Notre objectif est de poser le diagnostic d’un mal contre lequel les soins administrés risquent d’emporter le patient, l’Ukraine. Le zèle de ses puissants parrains risque de compromettre sa souveraineté, et la fronde révolutionnaire et contre révolutionnaire de ses nationaux est en passe d’altérer ses conditions d’existence en tant qu’État. Notre réflexion concerne la période des soubresauts politiques dont le point de départ se situe à novembre 2013. L’avenir est incertain pour en déterminer la limite.

Il convient de confronter les événements aux normes juridiques et conceptions doctrinales. Cela renseigne sur la méthodologie. De cette façon, le débat s’enrichit d’un apport théorique qui permet de s’éclairer dans le brouillard médiatique, de prendre une certaine distance face aux tendances politiques et idéologiques ainsi qu’aux considérations d’ordre économique et géostratégique.

Dans le souci d’examiner avec neutralité la problématique soulevée, la Constitution de la République d’Ukraine, la Charte de l’Organisation des Nations Unies et la jurisprudence de la Cour internationale de justice(CIJ) en matière de non ingérence offrent d’utiles matériaux. Le legs des théoriciens de l’État, classiques et modernes, est mis à contribution.

Réfléchir aux effets néfastes subséquents à l’effondrement éventuel d’un État sur le sol européen et vouloir les limiter, voire les éviter est, pensons-nous, faire œuvre utile sur le plan pratique.

Les leviers manœuvrés par les mentors opposés, laissent péniblement à l’Ukraine des capacités de demeurer souverain (1) les turbulences internes ne lui permettent pas de sauvegarder ses conditions de survie (2).

1. UKRAINE UN PAYS EN PERTE DE SOUVERAINETÉ

La souveraineté est, selon Sofiène BOUIFFROR et David K. NANOPOULOS, le caractère de l’État qui est supérieur à toute autre entité interne et n’est soumis à aucune entité extérieure. C’est la qualité propre à l’être dont les gouvernants tiennent le pouvoir.

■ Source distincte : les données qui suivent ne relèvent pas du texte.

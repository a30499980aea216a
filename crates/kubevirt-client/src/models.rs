//! KubeVirt API models
//!
//! Typed views of `kubevirt.io/v1` `VirtualMachine` and `VirtualMachineInstance`.
//! Only the parts the provider edits or reads are typed; everything else is
//! kept in flattened maps so a round trip never drops user supplied fields.

use k8s_openapi::apimachinery::pkg::apis::meta::v1::ObjectMeta;
use kube::CustomResource;
use serde::{Deserialize, Serialize};
use serde_json::Value;
use std::collections::BTreeMap;

/// Name of the volume and disk carrying the cloud-init user data
pub const CLOUD_INIT_VOLUME_NAME: &str = "cloudinitvolume";
/// VMI phase of a running guest
pub const VMI_RUNNING_PHASE: &str = "Running";

#[derive(CustomResource, Debug, Clone, Serialize, Deserialize, Default)]
#[kube(
    group = "kubevirt.io",
    version = "v1",
    kind = "VirtualMachine",
    namespaced,
    status = "VirtualMachineStatus",
    schema = "disabled"
)]
#[serde(rename_all = "camelCase")]
pub struct VirtualMachineSpec {
    /// Start the VM
    #[serde(default, skip_serializing_if = "Option::is_none")]
    pub running: Option<bool>,

    /// Alternative to `running`
    #[serde(default, skip_serializing_if = "Option::is_none")]
    pub run_strategy: Option<String>,

    /// Template of the VMI
    #[serde(default)]
    pub template: VirtualMachineInstanceTemplate,

    /// Untyped remainder
    #[serde(flatten)]
    pub extra: BTreeMap<String, Value>,
}

/// VM status (subset)
#[derive(Debug, Clone, Serialize, Deserialize, Default)]
#[serde(rename_all = "camelCase")]
pub struct VirtualMachineStatus {
    /// The VMI is ready
    #[serde(default)]
    pub ready: bool,

    /// Human readable status
    #[serde(default, skip_serializing_if = "Option::is_none")]
    pub printable_status: Option<String>,
}

/// Template of the VMI created by a VM
#[derive(Debug, Clone, Serialize, Deserialize, Default)]
#[serde(rename_all = "camelCase")]
pub struct VirtualMachineInstanceTemplate {
    /// Template metadata
    #[serde(default, skip_serializing_if = "Option::is_none")]
    pub metadata: Option<ObjectMeta>,

    /// Template spec
    #[serde(default)]
    pub spec: VirtualMachineInstanceTemplateSpec,
}

/// VMI spec (subset)
#[derive(Debug, Clone, Serialize, Deserialize, Default)]
#[serde(rename_all = "camelCase")]
pub struct VirtualMachineInstanceTemplateSpec {
    /// Domain (devices, resources, ...)
    #[serde(default)]
    pub domain: Domain,

    /// Volumes
    #[serde(default, skip_serializing_if = "Vec::is_empty")]
    pub volumes: Vec<Volume>,

    /// Untyped remainder
    #[serde(flatten)]
    pub extra: BTreeMap<String, Value>,
}

/// Domain of a VMI
#[derive(Debug, Clone, Serialize, Deserialize, Default)]
#[serde(rename_all = "camelCase")]
pub struct Domain {
    /// Devices
    #[serde(default)]
    pub devices: Devices,

    /// Untyped remainder
    #[serde(flatten)]
    pub extra: BTreeMap<String, Value>,
}

/// Devices of a domain
#[derive(Debug, Clone, Serialize, Deserialize, Default)]
#[serde(rename_all = "camelCase")]
pub struct Devices {
    /// Disks
    #[serde(default, skip_serializing_if = "Vec::is_empty")]
    pub disks: Vec<Disk>,

    /// Untyped remainder
    #[serde(flatten)]
    pub extra: BTreeMap<String, Value>,
}

/// A disk attached to a volume
#[derive(Debug, Clone, Serialize, Deserialize, Default)]
#[serde(rename_all = "camelCase")]
pub struct Disk {
    /// Volume name
    pub name: String,

    /// Untyped remainder (disk target, boot order, ...)
    #[serde(flatten)]
    pub extra: BTreeMap<String, Value>,
}

/// A volume
#[derive(Debug, Clone, Serialize, Deserialize, Default)]
#[serde(rename_all = "camelCase")]
pub struct Volume {
    /// Volume name
    pub name: String,

    /// cloud-init NoCloud source
    #[serde(default, skip_serializing_if = "Option::is_none")]
    pub cloud_init_no_cloud: Option<CloudInitNoCloud>,

    /// Untyped remainder (containerDisk, dataVolume, ...)
    #[serde(flatten)]
    pub extra: BTreeMap<String, Value>,
}

/// cloud-init NoCloud volume source
#[derive(Debug, Clone, Serialize, Deserialize, Default)]
#[serde(rename_all = "camelCase")]
pub struct CloudInitNoCloud {
    /// Secret holding the user data
    #[serde(default, skip_serializing_if = "Option::is_none")]
    pub user_data_secret_ref: Option<LocalObjectReference>,

    /// Untyped remainder
    #[serde(flatten)]
    pub extra: BTreeMap<String, Value>,
}

/// Name-only reference
#[derive(Debug, Clone, Serialize, Deserialize, Default, PartialEq, Eq)]
pub struct LocalObjectReference {
    /// Referenced name
    pub name: String,
}

#[derive(CustomResource, Debug, Clone, Serialize, Deserialize, Default)]
#[kube(
    group = "kubevirt.io",
    version = "v1",
    kind = "VirtualMachineInstance",
    namespaced,
    status = "VirtualMachineInstanceStatus",
    schema = "disabled"
)]
pub struct VirtualMachineInstanceSpec {
    /// Untyped spec
    #[serde(flatten)]
    pub extra: BTreeMap<String, Value>,
}

/// VMI status (subset)
#[derive(Debug, Clone, Serialize, Deserialize, Default)]
#[serde(rename_all = "camelCase")]
pub struct VirtualMachineInstanceStatus {
    /// Lifecycle phase (Pending, Scheduling, Scheduled, Running, Succeeded, Failed)
    #[serde(default, skip_serializing_if = "Option::is_none")]
    pub phase: Option<String>,

    /// Network interfaces reported by the guest agent / launcher
    #[serde(default, skip_serializing_if = "Vec::is_empty")]
    pub interfaces: Vec<VmiInterface>,
}

/// One VMI network interface
#[derive(Debug, Clone, Serialize, Deserialize, Default)]
#[serde(rename_all = "camelCase")]
pub struct VmiInterface {
    /// Interface name
    #[serde(default, skip_serializing_if = "Option::is_none")]
    pub name: Option<String>,

    /// Primary IP address
    #[serde(default, skip_serializing_if = "Option::is_none")]
    pub ip_address: Option<String>,
}

impl VirtualMachineSpec {
    /// Attach the cloud-init volume and disk unless the template already has one
    pub fn ensure_cloud_init_volume(&mut self, user_data_secret_name: &str) {
        let spec = &mut self.template.spec;
        let has_cloud_init = spec.volumes.iter().any(|v| v.cloud_init_no_cloud.is_some());
        if has_cloud_init {
            return;
        }

        spec.volumes.push(Volume {
            name: CLOUD_INIT_VOLUME_NAME.to_string(),
            cloud_init_no_cloud: Some(CloudInitNoCloud {
                user_data_secret_ref: Some(LocalObjectReference {
                    name: user_data_secret_name.to_string(),
                }),
                extra: BTreeMap::new(),
            }),
            extra: BTreeMap::new(),
        });

        if !spec.domain.devices.disks.iter().any(|d| d.name == CLOUD_INIT_VOLUME_NAME) {
            spec.domain.devices.disks.push(Disk {
                name: CLOUD_INIT_VOLUME_NAME.to_string(),
                extra: BTreeMap::from([("disk".to_string(), serde_json::json!({"bus": "virtio"}))]),
            });
        }
    }
}

impl VirtualMachineInstance {
    /// First interface address, if reported
    pub fn address(&self) -> Option<&str> {
        self.status
            .as_ref()?
            .interfaces
            .iter()
            .find_map(|i| i.ip_address.as_deref())
    }

    /// Phase is Running
    pub fn is_running(&self) -> bool {
        self.status
            .as_ref()
            .and_then(|s| s.phase.as_deref())
            .is_some_and(|p| p == VMI_RUNNING_PHASE)
    }
}
//! Convergence path for KubevirtMachines that are not being deleted.
//!
//! The stages run in a fixed order and each one either advances or returns an
//! outcome. Stages that poll the VM or the workload cluster requeue with a
//! fixed delay instead of failing.

use super::{MachineContext, MachineScope, ReconcileOutcome, Reconciler};
use crate::bootstrap::BootstrapSecretSynthesizer;
use crate::error::ControllerError;
use crate::ssh_keys::ClusterNodeSshKeys;
use crate::workload::workload_cluster_client;
use crds::{
    ConditionSeverity, HasConditions, MachineAddress, MachineAddressType, BOOTSTRAPPING_REASON,
    BOOTSTRAP_EXEC_SUCCEEDED_CONDITION, BOOTSTRAP_FAILED_REASON, CONTROL_PLANE_INITIALIZED_CONDITION,
    VM_PROVISIONED_CONDITION, WAITING_FOR_BOOTSTRAP_DATA_REASON, WAITING_FOR_CONTROL_PLANE_AVAILABLE_REASON,
};
use kubevirt_client::SshCommandExecutor;
use tracing::{debug, info, warn};

impl Reconciler {
    /// Drive a KubevirtMachine towards a booted, bootstrapped and registered VM
    pub(crate) async fn reconcile_normal(
        &self,
        scope: &mut MachineScope,
        context: &MachineContext,
    ) -> Result<ReconcileOutcome, ControllerError> {
        if scope.machine.spec.provider_id.as_deref().is_some_and(|id| !id.is_empty()) {
            scope.machine.status_mut().ready = true;
            scope.machine.mark_true(VM_PROVISIONED_CONDITION);
            return Ok(ReconcileOutcome::Done);
        }

        if context.machine.spec.bootstrap.data_secret_name.is_none() {
            if !context.machine.is_control_plane()
                && !context.cluster.is_condition_true(CONTROL_PLANE_INITIALIZED_CONDITION)
            {
                info!("Waiting for the control plane to be initialized");
                scope.machine.mark_false(
                    VM_PROVISIONED_CONDITION,
                    WAITING_FOR_CONTROL_PLANE_AVAILABLE_REASON,
                    ConditionSeverity::Info,
                    "",
                );
                return Ok(ReconcileOutcome::Done);
            }

            info!("Waiting for the bootstrap provider to set bootstrap data");
            scope.machine.mark_false(
                VM_PROVISIONED_CONDITION,
                WAITING_FOR_BOOTSTRAP_DATA_REASON,
                ConditionSeverity::Info,
                "",
            );
            return Ok(ReconcileOutcome::Done);
        }

        let ssh_keys = ClusterNodeSshKeys::new(self.api.as_ref(), &context.kubevirt_cluster);
        if !ssh_keys.is_persisted() {
            info!("Waiting for the cluster SSH keys to be persisted");
            return Ok(ReconcileOutcome::RequeueAfter(self.config.requeue.ssh_keys));
        }
        let key_pair = ssh_keys.fetch().await?;

        let synthesizer = BootstrapSecretSynthesizer::new(self.api.as_ref(), &self.config.bootstrap);
        let user_data_secret_name = match synthesizer.ensure(&scope.machine, &context.machine, &key_pair).await {
            Ok(name) => name,
            Err(e) => {
                info!("Waiting for bootstrap data: {}", e);
                scope.machine.mark_false(
                    VM_PROVISIONED_CONDITION,
                    WAITING_FOR_BOOTSTRAP_DATA_REASON,
                    ConditionSeverity::Info,
                    "",
                );
                return Ok(ReconcileOutcome::Done);
            }
        };

        let request = Self::vm_request(scope, context, user_data_secret_name)?;
        let vm = self.vms.machine(&request).await?;
        if !vm.exists() {
            info!("Creating VM {}/{}", request.namespace, request.name);
            vm.create().await?;
            self.metrics.inc_vm_creations();
        }

        let executor = SshCommandExecutor::new(vm.address(), key_pair.public_key.clone(), key_pair.private_key)
            .with_user(self.config.bootstrap.ssh_user.clone());
        if !vm.is_booted(&executor).await {
            info!("Waiting for VM {} to boot", vm.name());
            return Ok(ReconcileOutcome::RequeueAfter(self.config.requeue.vm_boot));
        }

        scope.machine.mark_true(VM_PROVISIONED_CONDITION);
        if !scope.machine.has_condition(BOOTSTRAP_EXEC_SUCCEEDED_CONDITION) {
            scope.machine.mark_false(
                BOOTSTRAP_EXEC_SUCCEEDED_CONDITION,
                BOOTSTRAPPING_REASON,
                ConditionSeverity::Info,
                "",
            );
            // Surface the bootstrapping phase before the probes below block on the VM
            scope.patch(self.api.as_ref()).await?;
        }

        if !scope.machine.spec.bootstrapped {
            if !vm.is_bootstrapped(&executor).await {
                info!("Waiting for VM {} to finish bootstrapping", vm.name());
                scope.machine.mark_false(
                    BOOTSTRAP_EXEC_SUCCEEDED_CONDITION,
                    BOOTSTRAP_FAILED_REASON,
                    ConditionSeverity::Warning,
                    "VM not bootstrapped yet",
                );
                return Ok(ReconcileOutcome::RequeueAfter(self.config.requeue.bootstrap));
            }
            scope.machine.spec.bootstrapped = true;
        }

        scope.machine.mark_true(BOOTSTRAP_EXEC_SUCCEEDED_CONDITION);
        let address = vm.address();
        scope.machine.status_mut().addresses = vec![
            MachineAddress::new(MachineAddressType::Hostname, vm.name()),
            MachineAddress::new(MachineAddressType::InternalIP, address.clone()),
            MachineAddress::new(MachineAddressType::ExternalIP, address),
        ];

        let workload = match workload_cluster_client(
            self.api.as_ref(),
            self.workload_clients.as_ref(),
            &context.kubevirt_cluster,
        )
        .await
        {
            Ok(workload) => workload,
            Err(e) => {
                warn!("Workload cluster client is not available: {}", e);
                return Ok(ReconcileOutcome::RequeueAfter(self.config.requeue.workload_client));
            }
        };

        let provider_id = match vm.set_provider_id(workload.as_ref()).await {
            Ok(provider_id) => provider_id,
            Err(e) => {
                warn!("Failed to set provider ID on node {}: {}", vm.name(), e);
                return Ok(ReconcileOutcome::RequeueAfter(self.config.requeue.provider_id));
            }
        };
        debug!("Node {} registered as {}", vm.name(), provider_id);

        scope.machine.spec.provider_id = Some(provider_id);
        scope.machine.status_mut().ready = true;
        scope.machine.mark_true(VM_PROVISIONED_CONDITION);
        info!("KubevirtMachine {}/{} is ready", scope.namespace(), scope.name());
        Ok(ReconcileOutcome::Done)
    }
}

#[cfg(test)]
#[path = "machine_test.rs"]
mod machine_test;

R. ARON (Paix et guerre entre les nations) définit le pouvoir comme « la capacité d’une unité politique d’imposer sa volonté aux autres unités ». Il y a lieu de tester l’Ukraine au prisme d’éléments substantiels de ces deux définitions. Considérons-là à travers une triple question.

L’Ukraine est-il encore souverain ? Existe-il un pouvoir souverain en Ukraine ? Est-il possible de l’identifier ? Les réponses permettent de vérifier la réalité ou l’absence du monopole de contrainte physique légitime d’une part, et l’effectivité ou non du monocentrisme juridique, d’autre part.

L’intérêt de ce questionnement tient au poids de la souveraineté en tant que critère de l’État moderne. Elle est considérée comme telle selon la tendance dominante de la doctrine classique en dépit de la controverse qu’elle suscite. Clairement cela veut dire qu’il n’existe pas d’État sans souveraineté.

Il importe de parler successivement de l’État en Ukraine, de la souveraineté de l’Ukraine, et de la souveraineté dans l’État d’Ukraine.

1.1. De l’État d’Ukraine

Max Weber définit l’État comme « une entreprise politique de caractère institutionnel lorsque sa direction administrative revendique avec succès dans l’application des règlements le monopole de la contrainte physique légitime ; le tout à l’intérieur d’un territoire géographique déterminable ». Dans le Savant et la politique, il précise que : « comme tous les groupements politiques qui l’ont précédé, l’État consiste en un rapport de domination de l’homme par l’homme fondé sur de la violence légitime ».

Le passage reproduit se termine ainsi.